Maria do Carmo Bica, engenheira agrónoma de profissão é oriunda de uma família do concelho de Vouzela ligada a movimentos progressistas. Nesta entrevista retrospectiva, falou-nos com detalhe sobre o contexto da sua infância e juventude, assim como sobre vários temas de relevo para a região de Lafões entre os quais a agricultura e a pecuária, as oportunidades de negócio ligadas à terra e o papel dos jovens no futuro do mundo rural.

Maria do Carmo Bica é filha de agricultores de Paços de Vilharigues que tinham uma pequena exploração agrícola e que conseguiram dar a oportunidade de estudar aos cinco filhos que tiveram, o que era raro naqueles tempos. Sendo, no momento da entrevista, candidata à presidência da autarquia de São Pedro do Sul, abordou vários aspetos ligados à desertificação do interior como a falta de aposta no desenvolvimento rural e nas políticas de mobilidade e de educação ainda com muitas limitações nestes contextos rurais.

Maria do Carmo Bica nasceu numa família de comunistas – o pai, a avó e o tio, foram militantes comunistas na clandestinidade – e por alturas do 25 de abril de 1974, com apenas dez anos, começou a ganhar consciência política. Desde cedo percebeu que tinha de ter uma atitude na vida completamente irrepreensível para viver e ser respeitada num ambiente social muito conservador – afirmando-se como comunista tinha, por exemplo, que ser boa aluna, vestir-se de forma discreta e ter uma atitude na vida de modo a que ninguém lhe pudesse apontar nada. Cresceu com essa mentalidade e sentiu que as ideias eram de certa forma marginais mas que que estava no caminho certo, em defesa de uma sociedade mais justa, nomeadamente para a sua região periférica e rural.

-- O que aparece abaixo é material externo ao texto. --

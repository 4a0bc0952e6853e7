//! Controller lifecycle states and the host capabilities a lifecycle
//! phase may call back into.

use std::fmt;

use async_trait::async_trait;

/// Lifecycle state of one controller generation.
///
/// ```text
/// Uninstalled → Installing → Installed → Activating → Active
///                    │                                   │
///                    └──(install failed)──► Redundant ◄──┘ (superseded)
/// ```
#[derive(Debug, Clone, Copy, PartialEq, Eq, Hash)]
pub enum ControllerState {
    Uninstalled,
    /// Precaching the App Shell.
    Installing,
    /// App Shell cached; waiting to activate.
    Installed,
    /// Pruning stale stores and claiming clients.
    Activating,
    /// Intercepting fetches.
    Active,
    /// Install failed or a newer generation took over. Terminal.
    Redundant,
}

impl ControllerState {
    /// Only an active generation answers fetches.
    pub fn can_intercept(&self) -> bool {
        matches!(self, ControllerState::Active)
    }

    pub fn is_terminal(&self) -> bool {
        matches!(self, ControllerState::Redundant)
    }

    pub fn as_str(&self) -> &'static str {
        match self {
            ControllerState::Uninstalled => "uninstalled",
            ControllerState::Installing => "installing",
            ControllerState::Installed => "installed",
            ControllerState::Activating => "activating",
            ControllerState::Active => "active",
            ControllerState::Redundant => "redundant",
        }
    }
}

impl fmt::Display for ControllerState {
    fn fmt(&self, f: &mut fmt::Formatter<'_>) -> fmt::Result {
        f.write_str(self.as_str())
    }
}

/// What the hosting runtime lets a controller do during its lifecycle.
///
/// Passed to [`install`](super::OfflineCacheController::install) and
/// [`activate`](super::OfflineCacheController::activate).
/// [`Registration`](crate::Registration) is the in-crate host.
#[async_trait]
pub trait WorkerScope: Send + Sync {
    /// Ask to activate as soon as install succeeds, without waiting for
    /// clients of the previous generation to close.
    async fn skip_waiting(&self);

    /// Take control of every open client, including those loaded under a
    /// previous generation. The host may apply the claim once activation
    /// has finished. Returns the number of clients claimed.
    async fn claim_clients(&self) -> usize;
}
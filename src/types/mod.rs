//! Request and response value types shared by the controller, the cache
//! stores and the network fetcher.

mod request;
mod response;

pub use request::{Request, RequestKey};
pub use response::Response;
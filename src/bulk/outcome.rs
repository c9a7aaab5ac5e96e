//! Per-target outcomes and the run summary.

use std::fmt;

/// How a single target fared.
#[derive(Debug, Clone, Copy, PartialEq, Eq)]
pub enum OutcomeKind {
    /// First attempt succeeded.
    Success,

    /// Rate limited, then the single retry succeeded.
    RateLimitedThenSuccess,

    /// Rate limited, then the single retry failed.
    RateLimitedThenFailed,

    /// Failed with no retry available.
    PermanentlyFailed,

    /// The action declined this target (e.g. it turned out to be a bot).
    SkippedExcluded,
}

impl OutcomeKind {
    #[must_use]
    pub fn is_success(self) -> bool {
        matches!(self, Self::Success | Self::RateLimitedThenSuccess)
    }

    #[must_use]
    pub fn is_failure(self) -> bool {
        matches!(self, Self::RateLimitedThenFailed | Self::PermanentlyFailed)
    }
}

/// Result of processing one target.
#[derive(Debug, Clone, PartialEq, Eq)]
pub struct OperationOutcome {
    pub user_id: i64,
    pub kind: OutcomeKind,

    /// Human-readable cause for failures and skips.
    pub cause: Option<String>,
}

impl OperationOutcome {
    #[must_use]
    pub fn new(user_id: i64, kind: OutcomeKind) -> Self {
        Self {
            user_id,
            kind,
            cause: None,
        }
    }

    #[must_use]
    pub fn with_cause(user_id: i64, kind: OutcomeKind, cause: impl Into<String>) -> Self {
        Self {
            user_id,
            kind,
            cause: Some(cause.into()),
        }
    }
}

/// Aggregated result of a bulk run.
#[derive(Debug, Clone, Default)]
pub struct BulkSummary {
    /// One outcome per non-excluded target, in processing order.
    pub outcomes: Vec<OperationOutcome>,

    /// How many targets were removed by exclusion filtering.
    pub filtered: usize,

    /// Whether the run stopped early on a caller-issued cancellation.
    pub cancelled: bool,
}

impl BulkSummary {
    #[must_use]
    pub fn success_count(&self) -> usize {
        self.outcomes
            .iter()
            .filter(|o| o.kind.is_success())
            .count()
    }

    #[must_use]
    pub fn failure_count(&self) -> usize {
        self.outcomes
            .iter()
            .filter(|o| o.kind.is_failure())
            .count()
    }

    #[must_use]
    pub fn skipped_count(&self) -> usize {
        self.outcomes
            .iter()
            .filter(|o| o.kind == OutcomeKind::SkippedExcluded)
            .count()
    }
}

impl fmt::Display for BulkSummary {
    fn fmt(&self, f: &mut fmt::Formatter<'_>) -> fmt::Result {
        write!(
            f,
            "{} succeeded, {} failed, {} skipped out of {} targets ({} filtered out)",
            self.success_count(),
            self.failure_count(),
            self.skipped_count(),
            self.outcomes.len(),
            self.filtered,
        )?;
        if self.cancelled {
            write!(f, " [cancelled]")?;
        }
        Ok(())
    }
}

#[cfg(test)]
mod tests {
    use super::*;

    #[test]
    fn test_kind_classification() {
        assert!(OutcomeKind::Success.is_success());
        assert!(OutcomeKind::RateLimitedThenSuccess.is_success());
        assert!(OutcomeKind::RateLimitedThenFailed.is_failure());
        assert!(OutcomeKind::PermanentlyFailed.is_failure());
        assert!(!OutcomeKind::SkippedExcluded.is_success());
        assert!(!OutcomeKind::SkippedExcluded.is_failure());
    }

    #[test]
    fn test_summary_counts_and_display() {
        let summary = BulkSummary {
            outcomes: vec![
                OperationOutcome::new(1, OutcomeKind::Success),
                OperationOutcome::new(2, OutcomeKind::RateLimitedThenSuccess),
                OperationOutcome::with_cause(3, OutcomeKind::PermanentlyFailed, "privacy"),
                OperationOutcome::with_cause(4, OutcomeKind::SkippedExcluded, "bot"),
            ],
            filtered: 2,
            cancelled: false,
        };

        assert_eq!(summary.success_count(), 2);
        assert_eq!(summary.failure_count(), 1);
        assert_eq!(summary.skipped_count(), 1);
        assert_eq!(
            summary.to_string(),
            "2 succeeded, 1 failed, 1 skipped out of 4 targets (2 filtered out)"
        );
    }
}
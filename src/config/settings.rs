//! Application settings and Telegram configuration.

use std::collections::HashSet;
use std::path::PathBuf;

use serde::{Deserialize, Serialize};

/// Telegram API configuration.
#[derive(Debug, Clone, Serialize, Deserialize)]
pub struct TelegramConfig {
    /// Telegram API ID (obtain from <https://my.telegram.org>).
    pub api_id: i32,

    /// Telegram API hash (obtain from <https://my.telegram.org>).
    pub api_hash: String,

    /// Path to the session file.
    #[serde(default = "default_session_path")]
    pub session_path: PathBuf,
}

fn default_session_path() -> PathBuf {
    PathBuf::from("session.db")
}

impl TelegramConfig {
    /// Creates a new Telegram configuration.
    #[must_use]
    pub fn new(api_id: i32, api_hash: String) -> Self {
        Self {
            api_id,
            api_hash,
            session_path: default_session_path(),
        }
    }

    /// Creates configuration from environment variables.
    ///
    /// Expects `TG_API_ID` and `TG_API_HASH` to be set.
    ///
    /// # Errors
    ///
    /// Returns an error if environment variables are missing or invalid.
    pub fn from_env() -> Result<Self, ConfigError> {
        let api_id: i32 = std::env::var("TG_API_ID")
            .map_err(|_| ConfigError::MissingEnvVar("TG_API_ID"))?
            .parse()
            .map_err(|_| ConfigError::InvalidApiId)?;

        let api_hash =
            std::env::var("TG_API_HASH").map_err(|_| ConfigError::MissingEnvVar("TG_API_HASH"))?;

        let session_path =
            std::env::var("TG_SESSION_PATH").map_or_else(|_| default_session_path(), PathBuf::from);

        Ok(Self {
            api_id,
            api_hash,
            session_path,
        })
    }
}

/// Bot-specific settings.
#[derive(Debug, Clone, Serialize, Deserialize)]
pub struct BotSettings {
    /// Path to the persisted user-data JSON file.
    pub store_path: PathBuf,

    /// User IDs excluded from every bulk operation (known bots).
    #[serde(default)]
    pub excluded_ids: HashSet<i64>,

    /// Log level for the application.
    #[serde(default = "default_log_level")]
    pub log_level: String,
}

fn default_log_level() -> String {
    "info".to_owned()
}

impl Default for BotSettings {
    fn default() -> Self {
        Self {
            store_path: PathBuf::from("user_data.json"),
            excluded_ids: HashSet::new(),
            log_level: default_log_level(),
        }
    }
}

impl BotSettings {
    /// Creates bot settings from environment variables with defaults.
    ///
    /// `OUTREACH_EXCLUDED_IDS` is a comma-separated list of user IDs.
    #[must_use]
    pub fn from_env_with_defaults() -> Self {
        Self {
            store_path: std::env::var("OUTREACH_STORE_PATH")
                .map_or_else(|_| PathBuf::from("user_data.json"), PathBuf::from),
            excluded_ids: std::env::var("OUTREACH_EXCLUDED_IDS")
                .map(|raw| parse_id_list(&raw))
                .unwrap_or_default(),
            log_level: std::env::var("RUST_LOG").unwrap_or_else(|_| default_log_level()),
        }
    }
}

/// Parses a comma-separated ID list, ignoring malformed entries.
fn parse_id_list(raw: &str) -> HashSet<i64> {
    raw.split(',')
        .filter_map(|part| part.trim().parse().ok())
        .collect()
}

/// Configuration errors.
#[derive(Debug, thiserror::Error)]
pub enum ConfigError {
    #[error("Missing required environment variable: {0}")]
    MissingEnvVar(&'static str),

    #[error("Invalid API ID format (must be a positive integer)")]
    InvalidApiId,

    #[error("Invalid pacing policy: {0}")]
    InvalidPacing(&'static str),
}

#[cfg(test)]
mod tests {
    use super::*;

    #[test]
    fn test_default_settings() {
        let settings = BotSettings::default();
        assert_eq!(settings.store_path, PathBuf::from("user_data.json"));
        assert!(settings.excluded_ids.is_empty());
    }

    #[test]
    fn test_telegram_config_new() {
        let config = TelegramConfig::new(12345, "abc123".to_owned());
        assert_eq!(config.api_id, 12345);
        assert_eq!(config.api_hash, "abc123");
        assert_eq!(config.session_path, PathBuf::from("session.db"));
    }

    #[test]
    fn test_parse_id_list() {
        let ids = parse_id_list("609517172, 1449288127, junk,");
        assert_eq!(ids.len(), 2);
        assert!(ids.contains(&609_517_172));
        assert!(ids.contains(&1_449_288_127));
    }
}
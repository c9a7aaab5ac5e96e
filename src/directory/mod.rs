//! Remote directory seam.
//!
//! Everything the bot needs from Telegram's directory is behind the
//! [`Directory`] trait so the resolver and bulk runner can be exercised
//! against in-memory fakes. The production implementation lives in
//! `crate::telegram`.

use thiserror::Error;

/// Errors reported by the remote directory service.
#[derive(Debug, Clone, Error, PartialEq, Eq)]
pub enum RemoteError {
    /// Telegram demands a mandatory wait before further requests.
    #[error("rate limited, must wait {0} seconds")]
    RateLimited(u32),

    /// The target's privacy settings forbid this operation.
    #[error("privacy settings forbid this operation")]
    PrivacyRestricted,

    /// The requested entity does not exist or is not visible.
    #[error("entity not found")]
    NotFound,

    /// Any other remote failure.
    #[error("{0}")]
    Other(String),
}

/// What kind of entity a resolved chat or user is.
///
/// Supergroups are channels with the megagroup flag; basic groups use a
/// different ID convention and different membership calls.
#[derive(Debug, Clone, Copy, PartialEq, Eq)]
pub enum EntityKind {
    /// A user account (possibly a bot).
    User { bot: bool },
    /// A small, non-upgraded group.
    BasicGroup,
    /// A channel or supergroup.
    Channel { megagroup: bool },
}

/// A chat or user as known to the remote directory.
///
/// Fetched on demand and cached for the session by the resolver; never
/// persisted to disk.
#[derive(Debug, Clone, PartialEq, Eq)]
pub struct ResolvedEntity {
    /// Canonical signed ID: positive for users, negative for basic groups,
    /// "-100"-prefixed for channels and supergroups.
    pub id: i64,

    /// Access hash required by some remote calls, when known.
    pub access_hash: Option<i64>,

    /// Display title (or full name for users).
    pub title: String,

    /// Public username, without the leading `@`.
    pub username: Option<String>,

    /// Capability classification.
    pub kind: EntityKind,
}

impl ResolvedEntity {
    #[must_use]
    pub fn is_channel(&self) -> bool {
        matches!(self.kind, EntityKind::Channel { .. })
    }

    #[must_use]
    pub fn is_basic_group(&self) -> bool {
        matches!(self.kind, EntityKind::BasicGroup)
    }

    #[must_use]
    pub fn is_bot(&self) -> bool {
        matches!(self.kind, EntityKind::User { bot: true })
    }
}

/// A member of a chat, as returned by participant listings.
#[derive(Debug, Clone, PartialEq, Eq)]
pub struct Participant {
    pub user_id: i64,
    pub is_bot: bool,
    pub username: Option<String>,
}

/// The remote lookup and messaging service.
///
/// All methods perform remote reads or writes and may fail with a
/// [`RemoteError`]; rate-limit errors carry the mandated wait.
pub trait Directory {
    /// ID of the account performing the operations.
    fn self_id(&self) -> impl Future<Output = Result<i64, RemoteError>>;

    /// Looks up an entity by its canonical signed ID.
    fn entity_by_id(&self, id: i64) -> impl Future<Output = Result<ResolvedEntity, RemoteError>>;

    /// Looks up an entity by public username (no leading `@`).
    fn entity_by_username(
        &self,
        username: &str,
    ) -> impl Future<Output = Result<ResolvedEntity, RemoteError>>;

    /// Returns the caller's chat list.
    fn dialogs(&self) -> impl Future<Output = Result<Vec<ResolvedEntity>, RemoteError>>;

    /// Returns the full member list of a chat, paginating internally.
    fn participants(
        &self,
        chat: &ResolvedEntity,
    ) -> impl Future<Output = Result<Vec<Participant>, RemoteError>>;

    /// Returns unique sender IDs from the chat's recent message history.
    fn recent_senders(
        &self,
        chat: &ResolvedEntity,
        limit: usize,
    ) -> impl Future<Output = Result<Vec<i64>, RemoteError>>;

    /// Sends a direct message to a user.
    fn send_direct(
        &self,
        user_id: i64,
        text: &str,
    ) -> impl Future<Output = Result<(), RemoteError>>;

    /// Invites a user to a channel or supergroup.
    fn invite_to_channel(
        &self,
        chat: &ResolvedEntity,
        user_id: i64,
    ) -> impl Future<Output = Result<(), RemoteError>>;

    /// Adds a user to a basic group.
    fn add_to_basic_group(
        &self,
        chat: &ResolvedEntity,
        user_id: i64,
    ) -> impl Future<Output = Result<(), RemoteError>>;

    /// Creates an invite link for a chat.
    fn create_invite_link(
        &self,
        chat: &ResolvedEntity,
    ) -> impl Future<Output = Result<String, RemoteError>>;

    /// Joins a public chat by username.
    fn join(&self, username: &str) -> impl Future<Output = Result<(), RemoteError>>;
}
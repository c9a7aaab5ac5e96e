//! Persisted user data.
//!
//! A small JSON record holding the collected target IDs and the last
//! send/collection context. The record has an explicit load/save lifecycle
//! and is injected by path into whichever component needs it.

use std::path::Path;

use serde::{Deserialize, Serialize};
use tracing::warn;

/// The persisted record.
#[derive(Debug, Clone, Serialize, Deserialize, Default, PartialEq, Eq)]
pub struct UserData {
    /// User IDs collected from the most recent collection command.
    #[serde(default)]
    pub collected_ids: Vec<i64>,

    /// Reference of the group targeted by the last bulk operation.
    #[serde(default)]
    pub target_group_id: Option<String>,

    /// Text of the last message sent (or queued) in bulk.
    #[serde(default)]
    pub message_to_send: String,

    /// Canonical ID of the last group a collection resolved.
    #[serde(default)]
    pub last_group_id: Option<String>,

    /// Title of the last group a collection resolved.
    #[serde(default)]
    pub last_group_title: Option<String>,
}

impl UserData {
    /// Loads the record from a JSON file, returning defaults if the file is
    /// absent or malformed.
    #[must_use]
    pub fn load(path: impl AsRef<Path>) -> Self {
        match std::fs::read_to_string(&path) {
            Ok(raw) => serde_json::from_str(&raw).unwrap_or_else(|err| {
                warn!(
                    "Malformed user data at {}: {err}, starting fresh",
                    path.as_ref().display()
                );
                Self::default()
            }),
            Err(_) => Self::default(),
        }
    }

    /// Saves the record to a JSON file.
    pub fn save(&self, path: impl AsRef<Path>) -> std::io::Result<()> {
        let json = serde_json::to_string_pretty(self)?;
        std::fs::write(path, json)
    }

    /// Replaces the collected IDs, deduplicating while preserving order.
    pub fn set_collected(&mut self, ids: Vec<i64>) {
        let mut seen = std::collections::HashSet::new();
        self.collected_ids = ids.into_iter().filter(|id| seen.insert(*id)).collect();
    }
}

Um dos aspetos mais aprofundados na entrevista foi o dos baldios, tema muito caro na família, dado que o seu tio António Bica é um conhecido defensor e estudioso da matéria.  Segundo Maria do Carmo Bica, o tipo de agricultura tradicional da região de Lafões, associada ao pastoreio de ruminantes, ovelhas e cabras e também de grandes ruminantes como bovinos de raça arouquesa, estes últimos a origem da vitela de Lafões, está muito relacionado com uma prática comunitária que é o pastoreio em baldios – terrenos que não são propriedade de nenhum particular nem do Estado e que incorporam um ancestral direito de uso comum pelos chamados “compartes” para pastoreio, exploração florestal, apicultura, etc. Na maior parte dos concelhos do norte e centro do país onde predominam os baldios houve fortes lutas em defesa desta forma de gestão comunitária de recursos, quer antes quer depois do 25 de abril de 1974.